Towards a Quantitative Model for BO Regeneration by Means of Charge State Control of Hydrogen

• Published in: Energy procedia Vol. 77; pp. 592 - 598
• Main Authors: Gläser, Marcus, Lausch, Dominik
• Format: Journal Article
• Language: English
• Published: Elsevier Ltd 01.08.2015
• Subjects: boron-oxygen defect; degradation; hydrogen; passivation; quantitative model; regeneration; silicon solar cell; boron-oxygen defect; regeneration; passivation; degradation; hydrogen; silicon solar cell; quantitative model
• ISSN: 1876-6102; 1876-6102
• DOI: 10.1016/j.egypro.2015.07.085

The bulk minority carrier lifetime of p-type Cz-silicon material decreases due to light induced degradation caused by the formation of recombination active BO related defects. Regeneration at elevated temperatures under carrier injection is an adequate method for transformation of these BO-related defects into a non-recombination active complex and thus for long term recovery of the minority carrier lifetime.

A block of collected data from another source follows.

// Copyright (c) 2025-2026 Adrian Robinson. Licensed under the AGPL-3.0.
// See LICENSE file in the project root for full license text.

//! Health score: 100 minus independent, additive deductions, floored at 0.
//!
//! | condition                         | deduction      |
//! |-----------------------------------|----------------|
//! | offline                           | 30             |
//! | slow connection (online)          | 15             |
//! | storage above critical threshold  | 20             |
//! | storage above warning threshold   | 10             |
//! | open circuit                      | 15 each        |
//! | half-open circuit                 | 5 each         |
//! | pending sync items > 20           | 10             |
//! | pending sync items in (10, 20]    | 5              |
//! | dead-lettered sync item           | 5 each         |
//!
//! # Example
//!
//! ```
//! use offline_resilience::health::{compute_health, HealthInputs, HealthStatus};
//! use offline_resilience::connection::Quality;
//!
//! let inputs = HealthInputs {
//!     online: false,
//!     quality: Quality::Offline,
//!     open_circuits: 2,
//!     pending: 25,
//!     ..HealthInputs::nominal()
//! };
//! let (score, _) = compute_health(&inputs);
//! assert_eq!(score, 30);
//! assert_eq!(HealthStatus::from_score(score), HealthStatus::Critical);
//! ```

use serde::Serialize;
use std::fmt;

use crate::connection::Quality;
use crate::storage::StoragePressure;

#[derive(Debug, Clone, Copy, PartialEq, Eq, Hash, Serialize)]
#[serde(rename_all = "snake_case")]
pub enum HealthStatus {
    Healthy,
    Degraded,
    Critical,
}

impl HealthStatus {
    #[must_use]
    pub fn from_score(score: u8) -> Self {
        match score {
            80.. => Self::Healthy,
            50..=79 => Self::Degraded,
            _ => Self::Critical,
        }
    }
}

impl fmt::Display for HealthStatus {
    fn fmt(&self, f: &mut fmt::Formatter<'_>) -> fmt::Result {
        match self {
            Self::Healthy => write!(f, "healthy"),
            Self::Degraded => write!(f, "degraded"),
            Self::Critical => write!(f, "critical"),
        }
    }
}

/// Subsystem readings a score is computed from.
#[derive(Debug, Clone, Copy, PartialEq, Serialize)]
pub struct HealthInputs {
    pub online: bool,
    pub quality: Quality,
    pub storage_usage_percent: f64,
    pub storage_pressure: StoragePressure,
    pub open_circuits: usize,
    pub half_open_circuits: usize,
    pub pending: u64,
    pub dead_letters: u64,
}

impl HealthInputs {
    /// Everything fine: online, fast, empty queue, no pressure.
    #[must_use]
    pub fn nominal() -> Self {
        Self {
            online: true,
            quality: Quality::Fast,
            storage_usage_percent: 0.0,
            storage_pressure: StoragePressure::Normal,
            open_circuits: 0,
            half_open_circuits: 0,
            pending: 0,
            dead_letters: 0,
        }
    }
}

#[derive(Debug, Clone, Copy, PartialEq, Eq, Hash, Serialize)]
#[serde(rename_all = "snake_case")]
pub enum DeductionReason {
    Offline,
    SlowConnection,
    StorageCritical,
    StorageLow,
    OpenCircuits,
    HalfOpenCircuits,
    SyncBacklog,
    DeadLetters,
}

/// One itemised line of the score.
#[derive(Debug, Clone, Copy, PartialEq, Eq, Serialize)]
pub struct Deduction {
    pub reason: DeductionReason,
    pub points: u32,
}

/// Score and the deductions that produced it.
#[must_use]
pub fn compute_health(inputs: &HealthInputs) -> (u8, Vec<Deduction>) {
    let mut deductions = Vec::new();
    let mut deduct = |reason, points: u32| {
        if points > 0 {
            deductions.push(Deduction { reason, points });
        }
    };

    if !inputs.online {
        deduct(DeductionReason::Offline, 30);
    } else if inputs.quality == Quality::Slow {
        deduct(DeductionReason::SlowConnection, 15);
    }

    match inputs.storage_pressure {
        StoragePressure::Critical => deduct(DeductionReason::StorageCritical, 20),
        StoragePressure::Low => deduct(DeductionReason::StorageLow, 10),
        StoragePressure::Normal => {}
    }

    deduct(DeductionReason::OpenCircuits, per_item(inputs.open_circuits as u64, 15));
    deduct(DeductionReason::HalfOpenCircuits, per_item(inputs.half_open_circuits as u64, 5));

    match inputs.pending {
        p if p > 20 => deduct(DeductionReason::SyncBacklog, 10),
        p if p > 10 => deduct(DeductionReason::SyncBacklog, 5),
        _ => {}
    }

    deduct(DeductionReason::DeadLetters, per_item(inputs.dead_letters, 5));

    let total: u32 = deductions.iter().fold(0u32, |acc, d| acc.saturating_add(d.points));
    let score = 100u32.saturating_sub(total) as u8;
    (score, deductions)
}

fn per_item(count: u64, points: u32) -> u32 {
    u32::try_from(count).unwrap_or(u32::MAX).saturating_mul(points)
}

/// Aggregate health at one instant. Never persisted.
#[derive(Debug, Clone, PartialEq, Serialize)]
pub struct HealthSnapshot {
    pub score: u8,
    pub status: HealthStatus,
    pub deductions: Vec<Deduction>,
    pub inputs: HealthInputs,
    /// Epoch millis
    pub computed_at: i64,
}

impl HealthSnapshot {
    #[must_use]
    pub fn from_inputs(inputs: HealthInputs, computed_at: i64) -> Self {
        let (score, deductions) = compute_health(&inputs);
        Self {
            score,
            status: HealthStatus::from_score(score),
            deductions,
            inputs,
            computed_at,
        }
    }
}
// Copyright (c) 2025-2026 Adrian Robinson. Licensed under the AGPL-3.0.
// See LICENSE file in the project root for full license text.

//! Where network readings come from.
//!
//! The host runtime owns the platform APIs; it pushes readings into a
//! [`WatchNetworkSource`]. Tests use [`StaticNetworkSource`].

use parking_lot::RwLock;
use std::sync::atomic::{AtomicU64, Ordering};
use tokio::sync::watch;

use super::quality::NetworkSignals;

/// Narrow capability interface over the platform network APIs.
pub trait NetworkSignalSource: Send + Sync + 'static {
    /// Current readings. Must not block.
    fn read(&self) -> NetworkSignals;

    /// Change stream, if the source can push updates.
    fn changes(&self) -> Option<watch::Receiver<NetworkSignals>> {
        None
    }
}

/// Adapter fed by the host through a watch channel.
#[derive(Debug)]
pub struct WatchNetworkSource {
    tx: watch::Sender<NetworkSignals>,
}

impl WatchNetworkSource {
    #[must_use]
    pub fn new(initial: NetworkSignals) -> Self {
        let (tx, _rx) = watch::channel(initial);
        Self { tx }
    }

    /// Publish new readings. Subscribers only wake if something changed.
    pub fn publish(&self, signals: NetworkSignals) {
        self.tx.send_if_modified(|current| {
            if *current == signals {
                false
            } else {
                *current = signals;
                true
            }
        });
    }

    pub fn set_online(&self, online: bool) {
        let mut signals = self.read();
        signals.online = online;
        self.publish(signals);
    }
}

impl NetworkSignalSource for WatchNetworkSource {
    fn read(&self) -> NetworkSignals {
        self.tx.borrow().clone()
    }

    fn changes(&self) -> Option<watch::Receiver<NetworkSignals>> {
        Some(self.tx.subscribe())
    }
}

/// Deterministic fake: fixed readings, changed only by the test.
#[derive(Debug, Default)]
pub struct StaticNetworkSource {
    signals: RwLock<NetworkSignals>,
    reads: AtomicU64,
}

impl StaticNetworkSource {
    #[must_use]
    pub fn new(signals: NetworkSignals) -> Self {
        Self {
            signals: RwLock::new(signals),
            reads: AtomicU64::new(0),
        }
    }

    pub fn set(&self, signals: NetworkSignals) {
        *self.signals.write() = signals;
    }

    pub fn set_online(&self, online: bool) {
        self.signals.write().online = online;
    }

    #[must_use]
    pub fn reads(&self) -> u64 {
        self.reads.load(Ordering::Relaxed)
    }
}

impl NetworkSignalSource for StaticNetworkSource {
    fn read(&self) -> NetworkSignals {
        self.reads.fetch_add(1, Ordering::Relaxed);
        self.signals.read().clone()
    }
}
// Copyright (c) 2025-2026 Adrian Robinson. Licensed under the AGPL-3.0.
// See LICENSE file in the project root for full license text.

//! Failure isolation and retry primitives shared by every subsystem.

pub mod circuit_breaker;
pub mod retry;

pub use circuit_breaker::{CircuitConfig, CircuitError, CircuitRegistry, CircuitState, CircuitStats};
pub use retry::{retry_transient, BackoffPolicy, RetryOptions};
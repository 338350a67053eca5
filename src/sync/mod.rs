// Copyright (c) 2025-2026 Adrian Robinson. Licensed under the AGPL-3.0.
// See LICENSE file in the project root for full license text.

//! Offline sync manager: durable queue of pending mutations.
//!
//! Mutations are accepted immediately regardless of connectivity and
//! delivered later, in enqueue order, through the circuit registry.
//!
//! ```text
//! enqueue() ──▶ QueueStore (durable) ──▶ in-memory queue (seq order)
//!                                              │
//!            timer / reconnect / sync_all() ──▶ flush (one at a time)
//!                                              │
//!                 CircuitRegistry::execute_filtered(endpoint, deliver)
//!                   ├─ ok ──────────▶ removed, completed += 1
//!                   ├─ retryable ───▶ attempts += 1, backoff
//!                   └─ exhausted / permanent ──▶ dead letter, failed += 1
//! ```
//!
//! # Flush cycle rules
//!
//! - Skipped while offline; concurrent requests coalesce into the running cycle
//! - Actions still in backoff wait for a later cycle
//! - Once an endpoint's circuit is open, the rest of that endpoint's actions
//!   are left untouched until the next cycle. The action whose failure
//!   trips the circuit still consumes its attempt.

pub mod handler;
pub mod memory;
pub mod pending_action;
pub mod queue_store;
pub mod sqlite;

use dashmap::DashMap;
use parking_lot::Mutex;
use serde::Serialize;
use std::collections::{BTreeMap, HashSet};
use std::sync::atomic::{AtomicBool, AtomicU64, Ordering};
use std::sync::{Arc, Weak};
use std::time::{Duration, Instant};
use tokio::sync::Notify;
use tokio::task::JoinHandle;
use tokio::time::MissedTickBehavior;
use tracing::{debug, error, info, warn};

use crate::clock::{Clock, SystemClock};
use crate::connection::ConnectionMonitor;
use crate::error::{RequestError, ResilienceError, Result};
use crate::listeners::{ListenerId, Listeners};
use crate::resilience::circuit_breaker::{CircuitError, CircuitRegistry, CircuitState};
use crate::resilience::retry::BackoffPolicy;

pub use handler::{ActionHandler, FnHandler};
pub use memory::MemoryQueueStore;
pub use pending_action::{ActionStatus, PendingAction};
pub use queue_store::{QueueStore, SyncCounters};
pub use sqlite::SqliteQueueStore;

/// Sync manager tuning.
#[derive(Debug, Clone, Copy, PartialEq)]
pub struct SyncConfig {
    /// Delivery attempts before an action is dead-lettered
    pub max_attempts: u32,
    /// Delay before a failed action becomes eligible again
    pub backoff: BackoffPolicy,
    /// Period of the background flush timer
    pub flush_interval: Duration,
}

impl Default for SyncConfig {
    fn default() -> Self {
        Self {
            max_attempts: 5,
            backoff: BackoffPolicy::new(Duration::from_secs(1), Duration::from_secs(60)),
            flush_interval: Duration::from_secs(30),
        }
    }
}

/// Queue statistics for the UI.
#[derive(Debug, Clone, Copy, PartialEq, Eq, Default, Serialize)]
pub struct SyncStats {
    /// Actions ever enqueued
    pub total_queued: u64,
    /// Actions delivered
    pub completed: u64,
    /// Actions ever dead-lettered
    pub failed: u64,
    /// Actions waiting for delivery (including in flight)
    pub pending: u64,
    /// Dead letters currently held for manual resolution
    pub dead_lettered: u64,
}

#[derive(Debug, Clone, Copy, PartialEq, Eq, Serialize)]
pub struct NetworkStatus {
    pub is_syncing: bool,
    pub is_online: bool,
}

/// Why a flush request did not run.
#[derive(Debug, Clone, Copy, PartialEq, Eq, Serialize)]
#[serde(rename_all = "snake_case")]
pub enum SkipReason {
    Offline,
    AlreadySyncing,
}

/// What one flush cycle did.
#[derive(Debug, Clone, Default, PartialEq, Eq, Serialize)]
pub struct SyncReport {
    /// Ids delivered, in delivery order
    pub delivered: Vec<String>,
    /// Failed attempts that were re-queued with backoff
    pub retried: usize,
    /// Ids moved to the dead-letter list
    pub dead_lettered: Vec<String>,
    /// Still in backoff, left for a later cycle
    pub deferred: usize,
    /// Left untouched because their endpoint's circuit is open
    pub circuit_skipped: usize,
    /// No handler registered for the action name
    pub unhandled: usize,
}

impl SyncReport {
    #[must_use]
    pub fn attempted(&self) -> usize {
        self.delivered.len() + self.retried + self.dead_lettered.len()
    }
}

#[derive(Debug, Clone, PartialEq, Eq, Serialize)]
#[serde(tag = "outcome", rename_all = "snake_case")]
pub enum SyncOutcome {
    Skipped { reason: SkipReason },
    Completed(SyncReport),
}

impl SyncOutcome {
    #[must_use]
    pub fn report(&self) -> Option<&SyncReport> {
        match self {
            Self::Completed(report) => Some(report),
            Self::Skipped { .. } => None,
        }
    }
}

/// Details of an action that exhausted its retry budget.
#[derive(Debug, Clone, PartialEq, Eq, Serialize)]
pub struct DeadLetterNotice {
    pub id: String,
    pub action_name: String,
    pub attempts: u32,
    pub last_error: Option<String>,
}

Next to prolonged temperature treatments and carrier injection, the charge state of hydrogen is assumed to play a major role for regeneration. However, the incorporation of hydrogen and especially correctly charged hydrogen has not been proven. The physical mechanism of the regeneration process is not understood yet and still under discussion. So far no physical model explaining the regeneration process is present. For introducing a model explaining the regeneration process we investigate the influence of the concentration of charged hydrogen on the reaction kinetics on the regeneration process. By combining reaction kinetics with statistical mechanics wewill show a quantitative model for BO-regeneration considering the charge state of hydrogen. Comparing experimental and simulated values a good agreement between the experiment and the model is observed. Based on the model we are able to simulate transient defect concentrations during degradation-regenerations cycles over a wide variety of process parameters: temperature and carrier injection, giving an insight into the sophisticated process control for passivating active BO-complexes. Simulation results confirm the incorporation of fast diffusing non-charged hydrogen in the passivation of BO-related defects in cz-silicon solar cells. We conclude that the dissociation of B-H pairs and subsequent diffusion of non-charged hydrogen is the limiting process for regeneration in the material system investigated within this contribution.